Below are the five tips to reduce costs in fish farming.
1. Provide Nutritionally Balanced Feed
It should come as no surprise that, in general, the most expensive element of a producer’s business is feed. In fact, some farms report that feed accounts for as much as 50-70% of their operating costs. While important, cost per pound should not be the main determining factor in feed selection; Performance must also be considered. In the long run, the cost of using inferior feed is actually higher, resulting in an unnecessary increase in feed conversion rate (FCR). Under the FCR, farms can increase the amount of feed needed to produce a unit of meat. Lower-cost feed is often seen as the most efficient — but even if the feed cost per pound of fish or shrimp produced is low, when you factor in growth rates and other factors, the bottom line suffers when the fish reaches market size.

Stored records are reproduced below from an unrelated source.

use log::{debug, info, warn};

use crate::config::ClientConfig;
use crate::error::Error;
use crate::parser::parse_response;
use crate::providers::{CompletionBackend, CompletionRequest, OpenRouterClient};
use crate::request::{GenerationRequest, PromptPair};
use crate::templates::build_system_prompt;

/// Turns rough image ideas into architecture-specific prompt pairs.
///
/// Stateless apart from the backend handle: concurrent calls to
/// `enhance` share nothing and need no coordination.
pub struct PromptEnhancer<B = OpenRouterClient>
{   backend: B
}

impl PromptEnhancer<OpenRouterClient>
{   /// Enhancer talking to OpenRouter with default settings.
    pub fn new() -> Result<Self, Error>
    {   Self::with_config(ClientConfig::default())
    }

    pub fn with_config(config: ClientConfig) -> Result<Self, Error>
    {   Ok(PromptEnhancer::with_backend(OpenRouterClient::new(config)?))
    }
}

impl<B: CompletionBackend> PromptEnhancer<B>
{   pub fn with_backend(backend: B) -> Self
    {   PromptEnhancer { backend }
    }

    pub fn backend(&self) -> &B
    {   &self.backend
    }

    /// Enhance a prompt. Never fails: validation and network errors come
    /// back as text in the positive slot with an empty negative.
    pub async fn enhance(&self, request: &GenerationRequest) -> PromptPair
    {   match self.try_enhance(request).await
        {   Ok(pair) => pair
          , Err(Error::EmptyInput) => {
              PromptPair::new(Error::EmptyInput.to_string(), "")
            }
          , Err(e) => {
              warn!("Prompt enhancement failed: {}", e);
              PromptPair::from_error(&e)
            }
        }
    }

    /// Same as `enhance`, but with the failure left as an `Error`.
    pub async fn try_enhance(
      &self
    , request: &GenerationRequest
    ) -> Result<PromptPair, Error>
    {   if request.user_input.trim().is_empty()
        {   debug!("Empty user input, skipping LLM call");
            return Err(Error::EmptyInput);
        }
        let api_key = request.api_key.trim();
        if api_key.is_empty()
        {   debug!("Empty API key, skipping LLM call");
            return Err(Error::MissingApiKey);
        }

        let is_iteration = request.is_iteration();
        info!(
          "Enhancing {} prompt ({})",
          request.target,
          if is_iteration { "iteration" } else { "fresh" }
        );

        let completion = CompletionRequest
        {   api_key: api_key.to_string()
          , model: request.model_id.trim().to_string()
          , system_prompt: build_system_prompt(request.target, is_iteration)
          , user_message: request.user_message()
          , temperature: request.temperature()
        };

        let reply = self.backend.complete(&completion).await?;
        Ok(parse_response(&reply, request.target))
    }
}

#[cfg(test)]
mod tests
{   use super::*;
    use crate::TargetArchitecture;
    use async_trait::async_trait;
    use std::sync::atomic::{AtomicUsize, Ordering};
    use std::sync::Mutex;

    struct RecordingBackend
    {   reply: Result<String, Error>
      , calls: AtomicUsize
      , last: Mutex<Option<CompletionRequest>>
    }

    impl RecordingBackend
    {   fn replying(reply: Result<String, Error>) -> Self
        {   RecordingBackend
            {   reply
              , calls: AtomicUsize::new(0)
              , last: Mutex::new(None)
            }
        }
    }

    #[async_trait]
    impl CompletionBackend for RecordingBackend
    {   async fn complete(
          &self
        , request: &CompletionRequest
        ) -> Result<String, Error>
        {   self.calls.fetch_add(1, Ordering::SeqCst);
            *self.last.lock().unwrap() = Some(request.clone());
            self.reply.clone()
        }
    }

    #[test]
    fn test_request_is_trimmed_and_clamped()
    {   let enhancer = PromptEnhancer::with_backend(
          RecordingBackend::replying(Ok("POSITIVE: x".to_string()))
        );
        let request = GenerationRequest::new(
          "a cat", TargetArchitecture::Sdxl, "  sk-x \n"
        )
          .with_model(" openai/gpt-4o ")
          .with_creativity(3.0);

        tokio_test::block_on(enhancer.enhance(&request));

        let sent = enhancer.backend().last.lock().unwrap().clone().unwrap();
        assert_eq!(sent.api_key, "sk-x");
        assert_eq!(sent.model, "openai/gpt-4o");
        assert_eq!(sent.temperature, 1.0);
        assert_eq!(sent.user_message, "## Image Idea\na cat");
        assert_eq!(
          sent.system_prompt,
          build_system_prompt(TargetArchitecture::Sdxl, false)
        );
    }

    #[test]
    fn test_iteration_uses_addendum_and_previous_prompt()
    {   let enhancer = PromptEnhancer::with_backend(
          RecordingBackend::replying(Ok("POSITIVE: x".to_string()))
        );
        let request = GenerationRequest::new(
          "make it night", TargetArchitecture::ZImageTurbo, "sk-x"
        )
          .with_previous_prompt("a lighthouse on a cliff");

        tokio_test::block_on(enhancer.enhance(&request));

        let sent = enhancer.backend().last.lock().unwrap().clone().unwrap();
        assert_eq!(
          sent.system_prompt,
          build_system_prompt(TargetArchitecture::ZImageTurbo, true)
        );
        assert_eq!(
          sent.user_message,
          "## Previous Prompt\na lighthouse on a cliff\n\n\
           ## Requested Changes\nmake it night"
        );
    }

    #[test]
    fn test_whitespace_key_makes_no_call()
    {   let enhancer = PromptEnhancer::with_backend(
          RecordingBackend::replying(Ok("POSITIVE: x".to_string()))
        );
        let request = GenerationRequest::new(
          "a cat", TargetArchitecture::Sdxl, " \t "
        );
        let result = tokio_test::block_on(enhancer.try_enhance(&request));
        assert_eq!(result, Err(Error::MissingApiKey));
        assert_eq!(enhancer.backend().calls.load(Ordering::SeqCst), 0);
    }

    #[test]
    fn test_backend_error_becomes_error_pair()
    {   let enhancer = PromptEnhancer::with_backend(
          RecordingBackend::replying(Err(Error::InsufficientCredits))
        );
        let request = GenerationRequest::new(
          "a cat", TargetArchitecture::Sdxl, "sk-x"
        );
        let pair = tokio_test::block_on(enhancer.enhance(&request));
        assert_eq!(
          pair.positive,
          "ERROR: OpenRouter account has insufficient credits. \
           Add credits at https://openrouter.ai/credits"
        );
        assert_eq!(pair.negative, "");
    }
}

It is effective and practical to evaluate feed performance by considering a variety of properties. Some features to consider include
The growth rate
The overall quality
Health and immune support
Reduce drug costs
The water quality maintenance
The quality and integrity of the feed selected will vary for different species and stages of life. Proper preparation of feed will help ensure that animals and farms get the best results. Determining protein content is a simple and commonly used method of assessing feed quality – the higher the better.
2. Support Health
Providing a feed that provides good nutritional balance will directly affect FCR and the overall success of the farm. Vitamins and minerals must be added to feed to create a nutritionally balanced and truly complete diet that meets the basic nutritional needs of fish and shrimp.
Each species and growth stage has specific nutritional needs, but a healthy gut is key to achieving and maintaining optimal health for all fish and shrimp. Gut microbiota, gut morphology, immune system and nutrient absorption — and how these elements interact — all play an important role in the health and performance of fish and shrimp. Manna oligosaccharides (MOS) have been shown to affect intestinal health; However, different fermentation methods, manufacturing methods and yeast strains can have a great impact on the function.
Animals in farmed environments also need the necessary nutrients to meet their basic nutritional needs. Organic trace elements are ideal because they are more bioavailable than inorganic materials and can be absorbed, stored and utilized by animals.